In iOS 13 and later, a person can create and manage multiple instances of your app’s user interface simultaneously, and switch between them using the app switcher. For example, a person can display one instance of the Calendar app showing a specific day, and another showing an entire month.

UIKit communicates details about the current environment using trait collections, which reflect a combination of device settings, interface settings, and user preferences. For example, you use traits to detect whether Dark Mode is active for the current view or view controller. Consult the current trait collection of your UIView or UIViewController object when you want to customize its contents based on the current environment. Adopt the UITraitEnvironment protocol in other objects when you want them to receive trait notification changes.

Life cycle

Managing your app’s life cycle

When your app’s state changes, UIKit notifies you by calling methods of the appropriate delegate object:

• In iOS 13 and later, use UISceneDelegate objects to respond to life-cycle events in a scene-based app.
• In iOS 12 and earlier, use the UIApplicationDelegate object to respond to life-cycle events.

Respond to scene-based life-cycle events

If your app supports scenes, UIKit delivers separate life-cycle events for each. A scene represents one instance of your app’s UI running on a device. The user can create multiple scenes for each app, and show and hide them separately.

Important

Scene support is an opt-in feature. To enable basic support, add the UIApplicationSceneManifest key to your app’s Info.plist file as described in Specifying the scenes your app supports.

The following figure shows the state transitions for scenes. When the user or system requests a new scene for your app, UIKit creates it and puts it in the unattached state. User-requested scenes move quickly to the foreground, where they appear onscreen. A system-requested scene typically moves to the background so that it can process an event.

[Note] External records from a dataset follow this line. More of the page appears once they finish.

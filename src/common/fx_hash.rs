//! Hash-map plumbing shared across the crate.
//!
//! Everything keyed by IR entities goes through the Fx hasher; the maps are
//! re-exported here so call sites stay uniform.

use std::hash::{Hash, Hasher};

pub use rustc_hash::{FxHashMap, FxHashSet, FxHasher};

/// Hash `value` to a `u64` with the Fx hasher.
///
/// Used where a hash has to be combined by hand, e.g. the symmetric operand
/// combiner for commutative expressions.
pub fn stable_hash<T: Hash>(value: &T) -> u64 {
    let mut hasher = FxHasher::default();
    value.hash(&mut hasher);
    hasher.finish()
}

Use scene transitions to perform the following tasks:

• When UIKit connects a scene to your app: configure scene’s initial UI and load the data.
• When transitioning to the foreground-active state: configure UI and prepare to interact with the user.
• Upon leaving the foreground-active state: save data and quiet your app’s behavior.
• Upon entering the background state: finish crucial tasks, free up as much memory as possible, and prepare for your app snapshot.
• At scene disconnection, clean up any shared resources associated with the scene.
• In addition to scene-related events, you must also respond to the launch of your app using your UIApplicationDelegate object.

Respond to app-based life-cycle events

In iOS 12 and earlier, and in apps that don’t support scenes, UIKit delivers all life-cycle events to the UIApplicationDelegate object. The app delegate manages all of your app’s windows, including those displayed on separate screens. As a result, app state transitions affect your app’s entire UI, including content on external displays.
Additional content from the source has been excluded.